Les offres de type « Pay-As-You-Drive » concernent plusieurs segments de clientèle :

  • les entreprises :
    • La première offre française de type PAYD est destinée aux flottes de véhicules et doit permettre de guider les actions de prévention de l’assureur et ainsi d’influer sur la sinistralité des gestionnaires de flottes. Le client peut alors en espérer des économies sur la réduction de ses sinistres (franchises lui restant à charge) et in fine sur ses primes.
    • Les prestataires tels que les loueurs de longue durée pourront réaliser une facturation au kilomètre précise même sur le poste assurance, sur la base d’outils de suivi du parc totalement intégrés.
  • les particuliers :
    • La majorité des assureurs déclinent depuis longtemps leurs offres en fonction du kilométrage parcouru (contrats ‘moins de 20.000 km/an’ ou ‘moins de 10.000 km/an’). Une tarification PAYD peut alors présenter un avantage pour les véhicules en dessous du seuil le plus bas (véhicules secondaires, véhicules haut de gamme, conducteur réalisant moins de 5 à 8.000 km par an, seniors).
    • Les populations à risques (Jeunes, Malussés…) pour lesquelles les primes sont les plus élevées, voire inabordables, sont également particulièrement concernées. Une tarification PAYD leur permettra d’accéder plus facilement à l’assurance tout en influant sur leurs déplacements (ex : forte majoration de la tarification le samedi soir sur les populations jeunes). Une évolution sensible de la sinistralité est alors attendue.

Pour les véhicules particuliers, les partenaires technologiques les mieux positionnés sont aujourd’hui les fournisseurs de solutions de récupération des véhicules volés (Cobra Automautive Technologies, Traqueur…) qui proposent des offres globales de mise à disposition des données aux assureurs et disposent de larges réseaux d’installation de leurs boîtiers. Pour les professionnels, les outils de gestion de flotte déjà en place sont les supports les plus adaptés (ex : Orange Business Services propose déjà un produit commun avec un assureur).

Le principe de mutualisation des risques remis en cause ?

Facturer le contrat d’assurance proportionnellement au risque pris remettrait en cause le principe même de mutualisation des risques entre l’ensemble des assurés. Les systèmes de tarification PAYD en usage se limitent cependant aux horaires et types de voies, ils ne permettent pas de qualifier la dangerosité du comportement au volant de l’assuré (excès de vitesse, changement de voies…) et l’assureur ne sera pas autorisé à isoler les données relatives à un conducteur.

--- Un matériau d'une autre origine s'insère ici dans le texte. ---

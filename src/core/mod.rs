//! Core: 下载器门面、工作线程调度、任务状态机、传输层与错误处理等核心逻辑模块

pub mod downloader;
pub mod error;
pub mod handle_pool;
pub mod task;
pub mod transport;
pub(crate) mod worker;
pub mod writer;

// 只导出主流程和其它模块实际用到的类型
pub use downloader::{Downloader, DownloaderStats, Hints};
pub use error::{DownloadError, DownloadResult, FetchError, TaskError};
pub use task::{
    ByteRange, Destination, RetryStrategy, TaskHandle, TaskInfo, TaskKind, TaskState, TaskStatus,
};
pub use transport::{HttpTransport, Transport};
pub use writer::{BufferWriter, FileWriter, SharedWriter, Writer};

En ce sens, le PAYD n’est qu’une extension des pratiques existantes de qualification de l’usage du véhicule (kilométrage parcouru, utilisation professionnelle du véhicule ou non, lieu de résidence) à d’autres zones de risques avérées (types de voies et horaires). Les évolutions technologiques de la géolocalisation permettent désormais de qualifier cet usage de manière élémentaire et fiable, tout en offrant une tarification plus adaptée sur les faibles kilométrages. Les autres facteurs de risques liés aux conducteurs n’influant pas sur la tarification, les risques restent totalement mutualisés.

Une première étape vers une révolution des modes de tarification de l’assurance ?

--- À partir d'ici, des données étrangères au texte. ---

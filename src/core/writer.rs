//! 输出端抽象：任务按偏移顺序把数据交给 `Writer`
//!
//! - `FileWriter`: 带写缓冲的文件输出，支持截断新建与追加续传两种打开方式
//! - `BufferWriter`: 固定容量的内存输出，空间不足时返回短写

use std::fs::{File, OpenOptions};
use std::io::{self, Seek, SeekFrom, Write};
use std::path::{Path, PathBuf};
use std::sync::{Arc, Mutex};

/// 输出端接口
///
/// `save` 允许返回小于输入长度的写入量（短写），由任务把它视为失败。
pub trait Writer: Send {
    fn save(&mut self, data: &[u8]) -> io::Result<usize>;
    /// 当前写入位置，即已有数据长度
    fn seek_pos(&mut self) -> io::Result<u64>;
    fn truncate(&mut self) -> io::Result<()>;
    /// 可重复调用
    fn close(&mut self) -> io::Result<()>;
    fn is_closed(&self) -> bool;
}

/// 调用方持有的共享输出端，任务只关闭不销毁
pub type SharedWriter = Arc<Mutex<dyn Writer>>;

fn closed_error() -> io::Error {
    io::Error::new(io::ErrorKind::Other, "输出端已关闭")
}

const DEFAULT_FILE_BUFFER: usize = 256 * 1024;

/// 文件输出端
pub struct FileWriter {
    path: PathBuf,
    file: Option<File>,
    buffer: Vec<u8>,
    buffer_size: usize,
    position: u64,
    flush_count: u64,
}

impl FileWriter {
    /// 新建或截断文件，用于完整下载
    pub fn create(path: impl AsRef<Path>) -> io::Result<Self> {
        let path = path.as_ref();
        ensure_parent(path)?;
        let file = OpenOptions::new()
            .create(true)
            .write(true)
            .truncate(true)
            .open(path)?;
        Ok(Self::from_file(path, file, 0))
    }

    /// 以追加方式打开，写入位置为已有长度，用于断点续传
    pub fn append(path: impl AsRef<Path>) -> io::Result<Self> {
        let path = path.as_ref();
        ensure_parent(path)?;
        let file = OpenOptions::new().create(true).append(true).open(path)?;
        let position = file.metadata()?.len();
        Ok(Self::from_file(path, file, position))
    }

    fn from_file(path: &Path, file: File, position: u64) -> Self {
        Self {
            path: path.to_path_buf(),
            file: Some(file),
            buffer: Vec::with_capacity(DEFAULT_FILE_BUFFER),
            buffer_size: DEFAULT_FILE_BUFFER,
            position,
            flush_count: 0,
        }
    }

    pub fn with_buffer_size(mut self, buffer_size: usize) -> Self {
        self.buffer_size = buffer_size.max(1);
        self
    }

    pub fn path(&self) -> &Path {
        &self.path
    }

    pub fn flush_count(&self) -> u64 {
        self.flush_count
    }

    /// 将缓冲区内容刷入文件
    fn flush_buffer(&mut self) -> io::Result<()> {
        if self.buffer.is_empty() {
            return Ok(());
        }
        let file = self.file.as_mut().ok_or_else(closed_error)?;
        file.write_all(&self.buffer)?;
        self.buffer.clear();
        self.flush_count += 1;
        Ok(())
    }
}

fn ensure_parent(path: &Path) -> io::Result<()> {
    match path.parent() {
        Some(parent) if !parent.as_os_str().is_empty() => std::fs::create_dir_all(parent),
        _ => Ok(()),
    }
}

impl Writer for FileWriter {
    fn save(&mut self, data: &[u8]) -> io::Result<usize> {
        if self.file.is_none() {
            return Err(closed_error());
        }
        let mut written = 0;
        while written < data.len() {
            let space_left = self.buffer_size - self.buffer.len();
            let to_copy = space_left.min(data.len() - written);
            self.buffer.extend_from_slice(&data[written..written + to_copy]);
            written += to_copy;
            if self.buffer.len() == self.buffer_size {
                self.flush_buffer()?;
            }
        }
        self.position += written as u64;
        Ok(written)
    }

    fn seek_pos(&mut self) -> io::Result<u64> {
        if self.file.is_none() {
            return Err(closed_error());
        }
        Ok(self.position)
    }

    fn truncate(&mut self) -> io::Result<()> {
        self.buffer.clear();
        let file = self.file.as_mut().ok_or_else(closed_error)?;
        file.set_len(0)?;
        file.seek(SeekFrom::Start(0))?;
        self.position = 0;
        Ok(())
    }

    fn close(&mut self) -> io::Result<()> {
        if self.file.is_none() {
            return Ok(());
        }
        self.flush_buffer()?;
        if let Some(mut file) = self.file.take() {
            file.flush()?;
            file.sync_all()?;
        }
        Ok(())
    }

    fn is_closed(&self) -> bool {
        self.file.is_none()
    }
}

impl Drop for FileWriter {
    fn drop(&mut self) {
        if let Err(e) = self.close() {
            log::warn!("关闭文件 {} 失败: {}", self.path.display(), e);
        }
    }
}

/// 固定容量的内存输出端
#[derive(Debug, Default)]
pub struct BufferWriter {
    data: Vec<u8>,
    capacity: usize,
    closed: bool,
}

impl BufferWriter {
    pub fn new(capacity: usize) -> Self {
        Self {
            data: Vec::with_capacity(capacity),
            capacity,
            closed: false,
        }
    }

    /// 已有部分数据的缓冲区，用于续传
    pub fn with_prefix(capacity: usize, prefix: &[u8]) -> Self {
        let mut writer = Self::new(capacity);
        let keep = prefix.len().min(capacity);
        writer.data.extend_from_slice(&prefix[..keep]);
        writer
    }

    pub fn as_bytes(&self) -> &[u8] {
        &self.data
    }

    pub fn len(&self) -> usize {
        self.data.len()
    }

    pub fn is_empty(&self) -> bool {
        self.data.is_empty()
    }
}

impl Writer for BufferWriter {
    fn save(&mut self, data: &[u8]) -> io::Result<usize> {
        if self.closed {
            return Err(closed_error());
        }
        let space_left = self.capacity - self.data.len();
        let to_copy = space_left.min(data.len());
        self.data.extend_from_slice(&data[..to_copy]);
        Ok(to_copy)
    }

    fn seek_pos(&mut self) -> io::Result<u64> {
        if self.closed {
            return Err(closed_error());
        }
        Ok(self.data.len() as u64)
    }

    fn truncate(&mut self) -> io::Result<()> {
        if self.closed {
            return Err(closed_error());
        }
        self.data.clear();
        Ok(())
    }

    fn close(&mut self) -> io::Result<()> {
        self.closed = true;
        Ok(())
    }

    fn is_closed(&self) -> bool {
        self.closed
    }
}

#[cfg(test)]
mod tests {
    use super::*;
    use tempfile::tempdir;

    #[test]
    fn test_buffer_writer_short_write() {
        let mut writer = BufferWriter::new(8);
        assert_eq!(writer.save(b"hello").unwrap(), 5);
        assert_eq!(writer.save(b"world").unwrap(), 3);
        assert_eq!(writer.as_bytes(), b"hellowor");
        assert_eq!(writer.save(b"!").unwrap(), 0);
        assert_eq!(writer.seek_pos().unwrap(), 8);
    }

    #[test]
    fn test_buffer_writer_close_is_idempotent() {
        let mut writer = BufferWriter::with_prefix(16, b"abc");
        assert_eq!(writer.seek_pos().unwrap(), 3);
        writer.close().unwrap();
        writer.close().unwrap();
        assert!(writer.is_closed());
        assert!(writer.save(b"d").is_err());
        assert_eq!(writer.as_bytes(), b"abc");
    }

    #[test]
    fn test_file_writer_create_truncates() {
        let dir = tempdir().unwrap();
        let path = dir.path().join("out.bin");
        std::fs::write(&path, b"old content").unwrap();

        let mut writer = FileWriter::create(&path).unwrap().with_buffer_size(4);
        assert_eq!(writer.seek_pos().unwrap(), 0);
        assert_eq!(writer.save(b"0123456789").unwrap(), 10);
        assert!(writer.flush_count() >= 2);
        writer.close().unwrap();
        writer.close().unwrap();
        assert!(writer.is_closed());

        assert_eq!(std::fs::read(&path).unwrap(), b"0123456789");
    }

    #[test]
    fn test_file_writer_append_resumes_at_end() {
        let dir = tempdir().unwrap();
        let path = dir.path().join("nested").join("part.bin");
        std::fs::create_dir_all(path.parent().unwrap()).unwrap();
        std::fs::write(&path, b"half").unwrap();

        let mut writer = FileWriter::append(&path).unwrap();
        assert_eq!(writer.seek_pos().unwrap(), 4);
        writer.save(b"-rest").unwrap();
        assert_eq!(writer.seek_pos().unwrap(), 9);
        writer.close().unwrap();

        assert_eq!(std::fs::read(&path).unwrap(), b"half-rest");
    }

    #[test]
    fn test_file_writer_truncate() {
        let dir = tempdir().unwrap();
        let path = dir.path().join("t.bin");
        std::fs::write(&path, b"stale").unwrap();

        let mut writer = FileWriter::append(&path).unwrap();
        writer.truncate().unwrap();
        assert_eq!(writer.seek_pos().unwrap(), 0);
        writer.save(b"fresh").unwrap();
        drop(writer);

        assert_eq!(std::fs::read(&path).unwrap(), b"fresh");
    }
}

Cette évolution des modes de tarification est rendue possible grâce à l’apparition et la diffusion des outils de géolocalisation dont la finalité première est autre (localisation de véhicules volés, guidage, gestion de flotte…). Ils permettent de ‘découper’ la tarification de la prestation d’assurance pour l’adapter à l’usage constaté.
Pour les particuliers, cette logique de paiement à l’usage est proche de celle des assurances à la journée sur des forfaits de ski ou de certaines assurances d’assistance proposées sur des voyages packagés. D’autres offres d’assurances annuelles et financièrement avantageuses pour l’assurée à partir d’un certain seuil d’usage permettent également de répondre à ces besoins.
L’évolution vers la micro-tarification à l’usage est donc totalement dépendante de l’apparition d’autres supports ou prestations correspondant à un usage limité et pour lesquels l’assurance n’est alors qu’un service complémentaire.

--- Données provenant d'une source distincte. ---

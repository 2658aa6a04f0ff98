//! 测试用的内存传输：随机延迟、可注入失败、记录所有请求

use async_trait::async_trait;
use bytes::Bytes;
use rand::Rng;
use std::collections::VecDeque;
use std::sync::atomic::{AtomicUsize, Ordering};
use std::sync::{Arc, Mutex};
use std::time::Duration;

use super::{ContentRange, Request, RequestKind, Response, Transport};
use crate::core::error::FetchError;

#[derive(Debug)]
struct StubState {
    content: Bytes,
    min_delay_ms: u64,
    max_delay_ms: u64,
    honor_ranges: bool,
    fail_status: Option<u16>,
    /// 按顺序消费的一次性故障
    scripted_failures: Mutex<VecDeque<FetchError>>,
    requests: Mutex<Vec<Request>>,
    active: AtomicUsize,
    peak: AtomicUsize,
    opened: AtomicUsize,
}

#[derive(Debug, Clone)]
pub(crate) struct StubTransport {
    state: Arc<StubState>,
}

impl StubTransport {
    pub fn new(content: impl Into<Bytes>) -> Self {
        Self {
            state: Arc::new(StubState {
                content: content.into(),
                min_delay_ms: 0,
                max_delay_ms: 0,
                honor_ranges: true,
                fail_status: None,
                scripted_failures: Mutex::new(VecDeque::new()),
                requests: Mutex::new(Vec::new()),
                active: AtomicUsize::new(0),
                peak: AtomicUsize::new(0),
                opened: AtomicUsize::new(0),
            }),
        }
    }

    fn configure(mut self, f: impl FnOnce(&mut StubState)) -> Self {
        let state = Arc::get_mut(&mut self.state).expect("配置必须在克隆之前完成");
        f(state);
        self
    }

    pub fn with_delay(self, min_ms: u64, max_ms: u64) -> Self {
        self.configure(|s| {
            s.min_delay_ms = min_ms;
            s.max_delay_ms = max_ms.max(min_ms);
        })
    }

    pub fn ignore_ranges(self) -> Self {
        self.configure(|s| s.honor_ranges = false)
    }

    pub fn fail_with(self, status: u16) -> Self {
        self.configure(|s| s.fail_status = Some(status))
    }

    pub fn fail_next(&self, error: FetchError) {
        self.state.scripted_failures.lock().unwrap().push_back(error);
    }

    pub fn requests(&self) -> Vec<Request> {
        self.state.requests.lock().unwrap().clone()
    }

    pub fn range_requests(&self) -> Vec<crate::core::task::state::ByteRange> {
        self.requests()
            .into_iter()
            .filter_map(|r| match r.kind {
                RequestKind::Range(range) => Some(range),
                RequestKind::Size => None,
            })
            .collect()
    }

    pub fn peak_concurrency(&self) -> usize {
        self.state.peak.load(Ordering::SeqCst)
    }

    pub fn opened_connections(&self) -> usize {
        self.state.opened.load(Ordering::SeqCst)
    }
}

struct ActiveGuard<'a>(&'a AtomicUsize);

impl Drop for ActiveGuard<'_> {
    fn drop(&mut self) {
        self.0.fetch_sub(1, Ordering::SeqCst);
    }
}

#[async_trait(?Send)]
impl Transport for StubTransport {
    type Connection = usize;

    fn open(&self) -> usize {
        self.state.opened.fetch_add(1, Ordering::SeqCst)
    }

    async fn fetch(&self, _connection: &usize, request: &Request) -> Result<Response, FetchError> {
        let state = &self.state;
        state.requests.lock().unwrap().push(request.clone());

        let now = state.active.fetch_add(1, Ordering::SeqCst) + 1;
        state.peak.fetch_max(now, Ordering::SeqCst);
        let _guard = ActiveGuard(&state.active);

        let delay = if state.max_delay_ms > 0 {
            rand::thread_rng().gen_range(state.min_delay_ms..=state.max_delay_ms)
        } else {
            0
        };
        tokio::time::sleep(Duration::from_millis(delay)).await;

        if let Some(error) = state.scripted_failures.lock().unwrap().pop_front() {
            return Err(error);
        }
        if let Some(status) = state.fail_status {
            return Ok(Response {
                status,
                ..Response::default()
            });
        }

        let total = state.content.len() as u64;
        let response = match request.kind {
            RequestKind::Size => Response {
                status: 200,
                content_length: Some(total),
                ..Response::default()
            },
            RequestKind::Range(range) if state.honor_ranges => {
                let start = range.offset.min(total) as usize;
                let end = range.end().min(total) as usize;
                Response {
                    status: 206,
                    content_length: Some((end - start) as u64),
                    content_range: range.last().map(|last| ContentRange {
                        first: range.offset,
                        last: last.min(total.saturating_sub(1)),
                        total: Some(total),
                    }),
                    body: state.content.slice(start..end),
                }
            }
            RequestKind::Range(_) => Response {
                status: 200,
                content_length: Some(total),
                content_range: None,
                body: state.content.clone(),
            },
        };
        Ok(response)
    }
}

Le PAYD n’en est pas moins novateur sur certains plans :

  • Etant donné la part importante de l’assurance dans le budget automobile d’un particulier, celle-ci pourrait être le déclencheur de l’achat du package de prestation (outil de géolocalisation et services associés). Les fournisseurs de solutions de géolocalisation ont donc pris les devants en proposant des offres intégrées de collecte et remontée des données kilométriques à destination des assureurs, pour leur faciliter la mise en œuvre de ces offres. 
  • Les assureurs vont désormais disposer de données beaucoup plus précises et fréquentes sur l’usage des véhicules et la corrélation avec la sinistralité qu’il conviendra de prendre en compte dans les modèles actuariels. Le cycle de suivi des sinistres et de la tarification en découlant pourra être accéléré et dynamisé. Des actions de prévention pourront être conduites de manière ciblée sur les flottes. En fonction des usages constatés, les offres pourront évoluer (ex : package à X km en ville + 20% sur autoroute à tarif privilégié et tarif spécifique au-delà), des actions commerciales pourront être lancées individuellement (réorientation de l’assuré vers une offre à tarification annuelle ou proposition de services complémentaires au-delà de certains seuils).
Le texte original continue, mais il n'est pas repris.